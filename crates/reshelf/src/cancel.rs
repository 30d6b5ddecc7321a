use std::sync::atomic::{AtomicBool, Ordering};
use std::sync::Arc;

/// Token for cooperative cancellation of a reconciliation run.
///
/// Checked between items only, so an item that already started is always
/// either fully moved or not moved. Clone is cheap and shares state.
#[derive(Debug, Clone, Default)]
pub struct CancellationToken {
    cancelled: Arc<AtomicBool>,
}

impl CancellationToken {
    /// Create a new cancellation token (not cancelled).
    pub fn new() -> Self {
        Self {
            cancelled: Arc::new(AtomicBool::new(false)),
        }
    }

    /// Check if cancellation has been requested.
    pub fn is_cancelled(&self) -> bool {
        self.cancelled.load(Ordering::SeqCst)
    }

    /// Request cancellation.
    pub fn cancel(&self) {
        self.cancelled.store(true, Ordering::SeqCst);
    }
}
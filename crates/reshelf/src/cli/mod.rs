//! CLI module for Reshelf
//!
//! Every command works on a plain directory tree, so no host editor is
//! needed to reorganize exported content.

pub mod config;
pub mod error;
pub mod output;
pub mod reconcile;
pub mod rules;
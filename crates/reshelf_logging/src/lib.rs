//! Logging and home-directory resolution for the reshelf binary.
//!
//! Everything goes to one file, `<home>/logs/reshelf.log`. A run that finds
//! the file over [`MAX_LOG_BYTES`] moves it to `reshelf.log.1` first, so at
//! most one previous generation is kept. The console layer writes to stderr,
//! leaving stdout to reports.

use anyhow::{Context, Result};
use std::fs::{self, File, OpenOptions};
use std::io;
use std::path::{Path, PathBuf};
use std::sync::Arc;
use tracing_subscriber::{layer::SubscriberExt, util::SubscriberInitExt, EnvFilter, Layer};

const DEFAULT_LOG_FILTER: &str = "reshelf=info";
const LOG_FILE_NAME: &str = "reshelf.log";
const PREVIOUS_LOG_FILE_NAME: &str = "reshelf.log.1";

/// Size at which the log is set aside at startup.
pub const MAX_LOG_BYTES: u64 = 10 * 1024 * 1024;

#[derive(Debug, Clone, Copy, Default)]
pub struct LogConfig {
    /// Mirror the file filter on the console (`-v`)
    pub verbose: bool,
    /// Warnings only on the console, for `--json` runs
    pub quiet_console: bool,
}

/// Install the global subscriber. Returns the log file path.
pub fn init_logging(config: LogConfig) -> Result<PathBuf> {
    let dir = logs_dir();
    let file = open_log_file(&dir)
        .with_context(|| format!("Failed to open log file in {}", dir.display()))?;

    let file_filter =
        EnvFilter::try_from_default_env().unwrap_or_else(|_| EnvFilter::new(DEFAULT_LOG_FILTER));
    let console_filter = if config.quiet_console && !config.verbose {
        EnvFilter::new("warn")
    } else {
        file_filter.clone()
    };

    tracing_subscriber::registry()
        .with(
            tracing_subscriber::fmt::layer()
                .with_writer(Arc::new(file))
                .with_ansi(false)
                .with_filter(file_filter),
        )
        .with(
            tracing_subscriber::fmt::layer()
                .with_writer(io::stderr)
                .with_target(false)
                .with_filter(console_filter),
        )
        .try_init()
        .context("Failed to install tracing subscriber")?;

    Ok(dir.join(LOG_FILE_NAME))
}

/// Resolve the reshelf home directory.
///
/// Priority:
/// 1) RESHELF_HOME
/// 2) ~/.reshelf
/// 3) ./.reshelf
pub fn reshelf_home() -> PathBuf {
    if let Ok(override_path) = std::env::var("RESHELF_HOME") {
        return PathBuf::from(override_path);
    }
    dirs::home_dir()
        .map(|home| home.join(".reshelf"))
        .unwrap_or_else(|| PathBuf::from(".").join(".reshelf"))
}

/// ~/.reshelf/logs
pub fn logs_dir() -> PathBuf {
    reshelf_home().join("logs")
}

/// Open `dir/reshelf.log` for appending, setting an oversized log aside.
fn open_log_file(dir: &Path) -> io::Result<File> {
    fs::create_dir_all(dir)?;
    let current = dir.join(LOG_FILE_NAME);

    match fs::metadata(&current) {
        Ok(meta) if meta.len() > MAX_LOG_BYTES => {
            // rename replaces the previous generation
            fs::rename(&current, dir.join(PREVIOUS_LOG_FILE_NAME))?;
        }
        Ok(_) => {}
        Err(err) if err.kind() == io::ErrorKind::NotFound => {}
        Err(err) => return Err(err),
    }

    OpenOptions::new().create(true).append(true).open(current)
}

...

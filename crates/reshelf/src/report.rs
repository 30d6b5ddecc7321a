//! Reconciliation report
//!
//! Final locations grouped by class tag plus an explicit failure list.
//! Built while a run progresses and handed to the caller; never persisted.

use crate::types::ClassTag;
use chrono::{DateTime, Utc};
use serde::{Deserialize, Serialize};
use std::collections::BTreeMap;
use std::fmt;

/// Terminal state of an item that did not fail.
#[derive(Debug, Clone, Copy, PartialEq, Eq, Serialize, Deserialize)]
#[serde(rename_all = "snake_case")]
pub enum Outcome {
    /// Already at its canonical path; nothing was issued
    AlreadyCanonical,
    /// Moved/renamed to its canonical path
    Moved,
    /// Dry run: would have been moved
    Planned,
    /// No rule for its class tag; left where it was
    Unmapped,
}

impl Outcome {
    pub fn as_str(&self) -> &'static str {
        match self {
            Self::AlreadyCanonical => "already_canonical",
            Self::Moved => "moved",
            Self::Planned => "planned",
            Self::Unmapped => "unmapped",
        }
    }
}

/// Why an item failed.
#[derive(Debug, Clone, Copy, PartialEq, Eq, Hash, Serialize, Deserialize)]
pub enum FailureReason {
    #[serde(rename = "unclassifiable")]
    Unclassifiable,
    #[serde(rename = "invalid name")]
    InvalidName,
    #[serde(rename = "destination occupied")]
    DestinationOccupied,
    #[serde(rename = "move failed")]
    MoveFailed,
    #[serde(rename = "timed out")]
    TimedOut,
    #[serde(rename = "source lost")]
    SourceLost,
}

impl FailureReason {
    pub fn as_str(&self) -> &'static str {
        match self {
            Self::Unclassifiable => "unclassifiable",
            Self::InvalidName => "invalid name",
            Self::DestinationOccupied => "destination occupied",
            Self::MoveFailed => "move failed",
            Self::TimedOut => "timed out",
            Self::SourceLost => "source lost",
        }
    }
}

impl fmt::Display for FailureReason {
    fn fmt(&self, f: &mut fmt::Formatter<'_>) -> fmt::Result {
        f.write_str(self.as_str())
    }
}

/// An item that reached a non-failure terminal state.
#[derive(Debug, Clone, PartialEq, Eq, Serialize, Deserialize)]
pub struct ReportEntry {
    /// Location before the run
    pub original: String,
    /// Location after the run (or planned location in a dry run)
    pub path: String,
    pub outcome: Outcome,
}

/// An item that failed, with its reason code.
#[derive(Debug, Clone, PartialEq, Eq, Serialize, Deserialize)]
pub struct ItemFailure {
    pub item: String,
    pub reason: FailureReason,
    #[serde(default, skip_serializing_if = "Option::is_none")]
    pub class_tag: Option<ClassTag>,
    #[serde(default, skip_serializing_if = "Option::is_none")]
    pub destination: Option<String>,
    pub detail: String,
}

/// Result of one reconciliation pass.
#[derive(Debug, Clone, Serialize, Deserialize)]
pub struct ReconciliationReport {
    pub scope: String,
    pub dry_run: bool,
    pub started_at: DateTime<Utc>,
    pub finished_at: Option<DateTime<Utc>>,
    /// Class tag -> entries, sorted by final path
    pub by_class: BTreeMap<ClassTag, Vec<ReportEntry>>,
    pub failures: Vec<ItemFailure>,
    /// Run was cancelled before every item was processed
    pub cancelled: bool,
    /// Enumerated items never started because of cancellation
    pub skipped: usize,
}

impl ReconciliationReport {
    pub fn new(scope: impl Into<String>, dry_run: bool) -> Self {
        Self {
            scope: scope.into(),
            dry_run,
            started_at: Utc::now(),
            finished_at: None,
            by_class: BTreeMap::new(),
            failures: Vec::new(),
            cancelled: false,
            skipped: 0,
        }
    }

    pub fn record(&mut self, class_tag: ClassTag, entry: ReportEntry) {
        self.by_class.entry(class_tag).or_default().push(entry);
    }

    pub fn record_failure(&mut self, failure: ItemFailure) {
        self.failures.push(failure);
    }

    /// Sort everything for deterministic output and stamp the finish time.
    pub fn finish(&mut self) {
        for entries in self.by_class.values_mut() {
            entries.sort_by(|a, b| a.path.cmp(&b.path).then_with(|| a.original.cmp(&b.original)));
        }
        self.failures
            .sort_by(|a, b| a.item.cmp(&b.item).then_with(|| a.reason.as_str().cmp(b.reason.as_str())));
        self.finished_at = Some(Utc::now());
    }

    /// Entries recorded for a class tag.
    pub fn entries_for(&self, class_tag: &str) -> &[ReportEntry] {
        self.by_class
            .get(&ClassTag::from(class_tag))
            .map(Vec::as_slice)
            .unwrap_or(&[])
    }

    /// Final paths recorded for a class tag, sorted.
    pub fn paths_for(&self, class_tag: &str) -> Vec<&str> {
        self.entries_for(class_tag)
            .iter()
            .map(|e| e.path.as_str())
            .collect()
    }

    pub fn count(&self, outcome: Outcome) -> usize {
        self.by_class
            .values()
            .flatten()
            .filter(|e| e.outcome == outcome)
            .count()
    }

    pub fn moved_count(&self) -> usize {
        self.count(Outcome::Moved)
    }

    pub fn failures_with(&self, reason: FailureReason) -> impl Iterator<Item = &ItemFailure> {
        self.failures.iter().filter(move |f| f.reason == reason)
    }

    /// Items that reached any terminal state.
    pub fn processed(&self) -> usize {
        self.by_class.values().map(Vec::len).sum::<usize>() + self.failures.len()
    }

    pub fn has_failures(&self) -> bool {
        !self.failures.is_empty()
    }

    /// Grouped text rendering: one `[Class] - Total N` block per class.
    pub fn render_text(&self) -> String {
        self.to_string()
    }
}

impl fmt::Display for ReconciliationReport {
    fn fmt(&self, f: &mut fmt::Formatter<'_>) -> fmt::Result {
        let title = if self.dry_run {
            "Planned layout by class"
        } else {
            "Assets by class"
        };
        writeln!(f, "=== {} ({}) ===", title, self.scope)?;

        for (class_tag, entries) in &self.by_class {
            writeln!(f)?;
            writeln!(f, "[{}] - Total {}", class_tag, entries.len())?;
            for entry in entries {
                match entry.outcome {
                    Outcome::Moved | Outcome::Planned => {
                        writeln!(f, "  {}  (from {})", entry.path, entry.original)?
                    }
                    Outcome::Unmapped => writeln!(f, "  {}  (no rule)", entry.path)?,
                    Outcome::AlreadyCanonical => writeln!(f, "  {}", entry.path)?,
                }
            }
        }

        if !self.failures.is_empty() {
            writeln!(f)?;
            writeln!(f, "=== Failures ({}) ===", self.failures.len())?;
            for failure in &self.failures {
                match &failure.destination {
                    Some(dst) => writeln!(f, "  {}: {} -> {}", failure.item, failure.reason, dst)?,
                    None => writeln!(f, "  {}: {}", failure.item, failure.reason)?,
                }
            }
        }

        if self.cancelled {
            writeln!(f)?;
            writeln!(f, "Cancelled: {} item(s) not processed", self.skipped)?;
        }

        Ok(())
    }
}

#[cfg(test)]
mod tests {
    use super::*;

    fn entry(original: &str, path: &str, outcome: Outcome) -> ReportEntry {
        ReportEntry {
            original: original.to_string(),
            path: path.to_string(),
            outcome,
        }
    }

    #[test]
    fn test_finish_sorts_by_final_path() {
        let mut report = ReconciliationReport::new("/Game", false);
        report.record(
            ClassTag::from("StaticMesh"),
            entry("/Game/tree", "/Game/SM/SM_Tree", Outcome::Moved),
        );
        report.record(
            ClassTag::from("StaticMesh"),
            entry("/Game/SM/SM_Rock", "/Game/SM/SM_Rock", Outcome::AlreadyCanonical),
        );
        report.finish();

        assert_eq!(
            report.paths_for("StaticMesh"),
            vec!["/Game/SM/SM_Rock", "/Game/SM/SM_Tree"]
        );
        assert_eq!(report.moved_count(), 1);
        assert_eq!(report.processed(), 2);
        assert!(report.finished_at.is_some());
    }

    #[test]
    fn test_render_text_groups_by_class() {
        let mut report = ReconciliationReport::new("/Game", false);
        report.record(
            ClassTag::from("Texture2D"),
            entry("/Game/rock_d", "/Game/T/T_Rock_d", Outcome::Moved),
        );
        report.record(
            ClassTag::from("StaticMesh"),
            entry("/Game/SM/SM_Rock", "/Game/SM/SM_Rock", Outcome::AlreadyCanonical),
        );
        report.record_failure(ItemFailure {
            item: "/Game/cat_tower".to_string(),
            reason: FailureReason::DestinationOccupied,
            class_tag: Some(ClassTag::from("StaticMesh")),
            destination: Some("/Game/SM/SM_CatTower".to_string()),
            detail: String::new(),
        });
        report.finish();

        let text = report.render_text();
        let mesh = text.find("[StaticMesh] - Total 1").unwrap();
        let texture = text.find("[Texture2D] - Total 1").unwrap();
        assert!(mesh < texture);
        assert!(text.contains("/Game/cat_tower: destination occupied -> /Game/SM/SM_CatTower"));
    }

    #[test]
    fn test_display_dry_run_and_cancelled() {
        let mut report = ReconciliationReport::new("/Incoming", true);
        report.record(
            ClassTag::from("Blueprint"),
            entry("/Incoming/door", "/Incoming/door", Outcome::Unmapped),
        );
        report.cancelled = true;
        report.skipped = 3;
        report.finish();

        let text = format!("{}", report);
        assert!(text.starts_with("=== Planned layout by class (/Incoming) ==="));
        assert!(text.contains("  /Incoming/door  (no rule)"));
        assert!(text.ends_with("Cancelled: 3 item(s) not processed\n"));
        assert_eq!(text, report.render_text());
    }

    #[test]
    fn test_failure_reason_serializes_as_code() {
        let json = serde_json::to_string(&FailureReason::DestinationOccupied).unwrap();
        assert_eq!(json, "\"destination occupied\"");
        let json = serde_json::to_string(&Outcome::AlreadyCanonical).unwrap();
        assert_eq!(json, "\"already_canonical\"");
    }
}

==

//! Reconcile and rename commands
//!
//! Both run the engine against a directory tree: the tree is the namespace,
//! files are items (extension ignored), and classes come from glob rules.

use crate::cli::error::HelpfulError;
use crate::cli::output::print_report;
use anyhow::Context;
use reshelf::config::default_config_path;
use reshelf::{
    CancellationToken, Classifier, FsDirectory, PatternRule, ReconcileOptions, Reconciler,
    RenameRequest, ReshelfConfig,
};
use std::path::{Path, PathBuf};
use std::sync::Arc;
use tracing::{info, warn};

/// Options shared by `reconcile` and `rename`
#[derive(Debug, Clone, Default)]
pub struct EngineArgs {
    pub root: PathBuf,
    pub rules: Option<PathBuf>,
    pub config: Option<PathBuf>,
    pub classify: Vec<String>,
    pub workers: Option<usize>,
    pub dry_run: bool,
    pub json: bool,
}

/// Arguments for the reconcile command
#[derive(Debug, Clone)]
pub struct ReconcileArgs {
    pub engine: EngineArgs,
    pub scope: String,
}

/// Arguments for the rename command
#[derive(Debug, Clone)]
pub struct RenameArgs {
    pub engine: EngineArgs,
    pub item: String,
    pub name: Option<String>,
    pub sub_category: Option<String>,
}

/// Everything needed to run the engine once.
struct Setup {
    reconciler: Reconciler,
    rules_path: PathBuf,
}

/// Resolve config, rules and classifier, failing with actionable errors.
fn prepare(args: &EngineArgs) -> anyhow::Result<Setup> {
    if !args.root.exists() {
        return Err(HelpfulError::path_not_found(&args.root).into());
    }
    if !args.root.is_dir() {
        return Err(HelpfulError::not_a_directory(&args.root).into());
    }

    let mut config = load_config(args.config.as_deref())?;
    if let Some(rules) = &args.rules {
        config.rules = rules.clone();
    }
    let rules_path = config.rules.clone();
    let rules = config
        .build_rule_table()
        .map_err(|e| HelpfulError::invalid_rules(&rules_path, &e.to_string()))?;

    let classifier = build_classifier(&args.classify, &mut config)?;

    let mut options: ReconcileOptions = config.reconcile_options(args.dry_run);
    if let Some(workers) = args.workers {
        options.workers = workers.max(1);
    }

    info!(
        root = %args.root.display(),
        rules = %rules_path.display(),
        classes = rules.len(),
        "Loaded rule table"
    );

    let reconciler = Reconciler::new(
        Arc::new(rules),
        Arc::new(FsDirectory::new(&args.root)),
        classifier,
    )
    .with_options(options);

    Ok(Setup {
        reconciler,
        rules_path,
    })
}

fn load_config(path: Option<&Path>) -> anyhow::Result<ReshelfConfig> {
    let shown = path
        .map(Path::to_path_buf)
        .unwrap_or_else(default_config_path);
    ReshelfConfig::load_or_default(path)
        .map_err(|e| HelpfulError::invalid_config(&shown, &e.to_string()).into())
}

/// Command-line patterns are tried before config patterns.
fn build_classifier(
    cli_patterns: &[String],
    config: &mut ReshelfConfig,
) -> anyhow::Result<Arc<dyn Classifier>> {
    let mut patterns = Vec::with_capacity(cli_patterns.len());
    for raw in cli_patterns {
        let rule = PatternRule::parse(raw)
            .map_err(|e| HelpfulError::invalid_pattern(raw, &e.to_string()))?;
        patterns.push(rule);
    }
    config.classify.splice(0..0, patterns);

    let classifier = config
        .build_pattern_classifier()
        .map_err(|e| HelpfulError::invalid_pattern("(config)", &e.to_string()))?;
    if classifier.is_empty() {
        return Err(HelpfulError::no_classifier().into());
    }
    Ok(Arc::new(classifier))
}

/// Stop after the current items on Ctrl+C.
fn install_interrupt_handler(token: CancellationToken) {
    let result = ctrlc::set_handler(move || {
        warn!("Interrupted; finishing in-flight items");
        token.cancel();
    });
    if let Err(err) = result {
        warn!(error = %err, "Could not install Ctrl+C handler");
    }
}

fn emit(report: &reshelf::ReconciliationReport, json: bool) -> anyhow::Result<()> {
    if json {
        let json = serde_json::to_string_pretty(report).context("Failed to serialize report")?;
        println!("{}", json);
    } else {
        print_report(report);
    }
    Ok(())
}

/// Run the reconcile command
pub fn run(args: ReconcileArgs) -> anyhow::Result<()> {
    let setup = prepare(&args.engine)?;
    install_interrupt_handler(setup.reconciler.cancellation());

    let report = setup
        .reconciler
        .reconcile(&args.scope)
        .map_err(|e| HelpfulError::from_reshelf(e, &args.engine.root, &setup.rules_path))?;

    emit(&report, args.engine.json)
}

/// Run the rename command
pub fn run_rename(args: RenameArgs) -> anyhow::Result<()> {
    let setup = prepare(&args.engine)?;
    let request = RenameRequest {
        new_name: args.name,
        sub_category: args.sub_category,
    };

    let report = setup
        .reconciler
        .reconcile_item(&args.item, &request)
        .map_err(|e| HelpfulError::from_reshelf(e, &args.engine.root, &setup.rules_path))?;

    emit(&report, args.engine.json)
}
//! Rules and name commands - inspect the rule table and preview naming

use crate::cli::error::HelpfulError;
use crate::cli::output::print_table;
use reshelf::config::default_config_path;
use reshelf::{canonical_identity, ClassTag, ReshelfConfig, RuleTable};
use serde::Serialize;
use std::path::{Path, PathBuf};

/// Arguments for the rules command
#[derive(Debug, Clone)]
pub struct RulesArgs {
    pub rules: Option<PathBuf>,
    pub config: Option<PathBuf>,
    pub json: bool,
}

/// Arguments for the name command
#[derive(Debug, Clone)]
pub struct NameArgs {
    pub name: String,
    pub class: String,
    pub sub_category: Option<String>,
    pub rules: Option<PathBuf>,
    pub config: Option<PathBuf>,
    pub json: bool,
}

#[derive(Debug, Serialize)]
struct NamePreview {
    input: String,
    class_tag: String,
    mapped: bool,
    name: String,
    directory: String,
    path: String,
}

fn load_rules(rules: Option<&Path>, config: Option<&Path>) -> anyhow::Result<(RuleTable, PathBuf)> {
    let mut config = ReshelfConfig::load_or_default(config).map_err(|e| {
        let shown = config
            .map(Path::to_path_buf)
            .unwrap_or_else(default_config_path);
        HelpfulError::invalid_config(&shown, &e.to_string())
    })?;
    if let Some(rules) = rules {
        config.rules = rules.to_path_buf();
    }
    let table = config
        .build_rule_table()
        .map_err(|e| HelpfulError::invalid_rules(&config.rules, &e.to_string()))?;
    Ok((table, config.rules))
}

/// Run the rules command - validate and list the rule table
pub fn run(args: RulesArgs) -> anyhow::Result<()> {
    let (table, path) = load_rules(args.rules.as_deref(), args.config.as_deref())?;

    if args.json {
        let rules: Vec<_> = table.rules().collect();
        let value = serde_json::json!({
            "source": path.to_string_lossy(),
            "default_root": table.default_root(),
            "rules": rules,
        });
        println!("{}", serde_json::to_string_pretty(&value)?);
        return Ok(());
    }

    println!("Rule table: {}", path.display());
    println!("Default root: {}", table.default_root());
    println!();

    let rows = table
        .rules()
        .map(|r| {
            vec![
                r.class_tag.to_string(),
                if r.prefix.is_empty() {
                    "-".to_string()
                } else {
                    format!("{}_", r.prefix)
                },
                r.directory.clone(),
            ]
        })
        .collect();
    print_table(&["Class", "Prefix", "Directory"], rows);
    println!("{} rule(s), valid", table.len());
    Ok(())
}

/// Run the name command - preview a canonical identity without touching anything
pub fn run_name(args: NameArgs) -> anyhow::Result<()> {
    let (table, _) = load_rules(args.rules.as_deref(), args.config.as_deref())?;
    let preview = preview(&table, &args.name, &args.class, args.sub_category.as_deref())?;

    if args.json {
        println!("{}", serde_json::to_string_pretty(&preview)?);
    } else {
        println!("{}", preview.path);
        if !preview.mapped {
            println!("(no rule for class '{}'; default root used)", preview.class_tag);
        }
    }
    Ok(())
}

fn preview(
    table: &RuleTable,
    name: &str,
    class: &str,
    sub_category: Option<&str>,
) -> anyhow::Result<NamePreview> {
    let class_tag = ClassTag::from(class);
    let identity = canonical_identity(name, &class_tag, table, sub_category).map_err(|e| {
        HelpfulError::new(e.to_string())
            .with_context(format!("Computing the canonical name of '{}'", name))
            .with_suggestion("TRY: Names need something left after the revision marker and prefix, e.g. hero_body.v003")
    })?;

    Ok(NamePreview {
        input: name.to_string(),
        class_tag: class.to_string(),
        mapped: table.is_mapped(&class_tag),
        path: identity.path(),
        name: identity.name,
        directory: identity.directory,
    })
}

[Try it]
Scan the material above for the string "anyhow", and copy every line where it is found.

[Answer below]
use anyhow::{Context, Result};
use anyhow::Context;
fn prepare(args: &EngineArgs) -> anyhow::Result<Setup> {
fn load_config(path: Option<&Path>) -> anyhow::Result<ReshelfConfig> {
) -> anyhow::Result<Arc<dyn Classifier>> {
fn emit(report: &reshelf::ReconciliationReport, json: bool) -> anyhow::Result<()> {
pub fn run(args: ReconcileArgs) -> anyhow::Result<()> {
pub fn run_rename(args: RenameArgs) -> anyhow::Result<()> {
fn load_rules(rules: Option<&Path>, config: Option<&Path>) -> anyhow::Result<(RuleTable, PathBuf)> {
pub fn run(args: RulesArgs) -> anyhow::Result<()> {
pub fn run_name(args: NameArgs) -> anyhow::Result<()> {
) -> anyhow::Result<NamePreview> {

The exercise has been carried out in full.